Tonight I have the pleasure of introducing my six year old daughter Laura to Laurel and Hardy, as together we watch a DVD of their short classic film ‘The Music Box’. This endearingly silly tale of their attempt to deliver a pianola to a house at the top of a long flight of steps demonstrates their perfect comic timing and chemistry.  It also contains ample reminders that the silent film era had only just ended, with some of the other characters clearly  trained before the spoken word was at their disposal.

At first Laura is bemused by the monochrome footage.

“I wish it was in colours,” she says, used to bright Disney Pixar animations.

I explain that when the film was made, nearly 80 years ago, they only had the technology to make films in black and white.

“No, Mummy, there’s grey in there too.”

I have a vivid memory of my grandfather watching the same film on television about 40 years ago, when black and white television was all we had.  He was in rosy paroxysms of laughter, as he must have been when he’d first watched it in his youth.  Tonight his great-granddaughter is  in much the same state, totally immersed in the pair’s misadventure as she shrieks in delight at their mistakes.
“You don’t need to do that!” she shouts, as they lug the piano back down the steps, following the postman’s advice that they could have brought it up more easily by the sloping approach road.   She leaps to her feet to join in their tapdance, executed as they unpack the pianola from its wooden case.

At the end of the filmshe is clamouring for more, but bedtime intervenes, and she has to make do with the promise of another Laurel and Hardy film tomorrow.  I will look out my ancient video of ‘Way Out West’, featuring that sublime dance routine on their way into the saloon.
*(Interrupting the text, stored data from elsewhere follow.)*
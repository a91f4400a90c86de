//! VNode Primitives - building blocks for description trees.
//!
//! - [`h`] - element builder, plus [`text`] and [`comment`] leaves
//! - [`thunk`] - memoized subtree, re-rendered only when its arguments change
//! - [`to_vnode`] - describe a live backend subtree, for the first patch
//!
//! # Example
//!
//! ```ignore
//! fn row(item: &Item) -> VNode<Dom> {
//!     h("tr").child(h("td").text(&item.name)).build()
//! }
//!
//! let table = h("table")
//!     .children(items.iter().map(|item| thunk("tr", item.id, row, item.clone())))
//!     .build();
//! ```

mod adapter;
mod h;
mod thunk;

pub use adapter::to_vnode;
pub use h::{SVG_NAMESPACE, VNodeBuilder, comment, h, text};
pub use thunk::{THUNK_EXTENSION, thunk};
I must have seen it hundreds of times but it still transfixes me every time.

Will my great grandchildren watch  the comedy favourites of my youth?  Morecambe and Wise, The Goodies’ giant kitten, Monty Python’s dead parrot, Tommy Cooper, Mr Bean, Fawlty Towers?  I’d rather put my money on the timeless Laurel and Hardy than on any of them.  Matching their achievement is still the ultimate comic Holy Grail.  But the best double acts aren’t only about comedy: for me, my daughter and I are up there with the greats.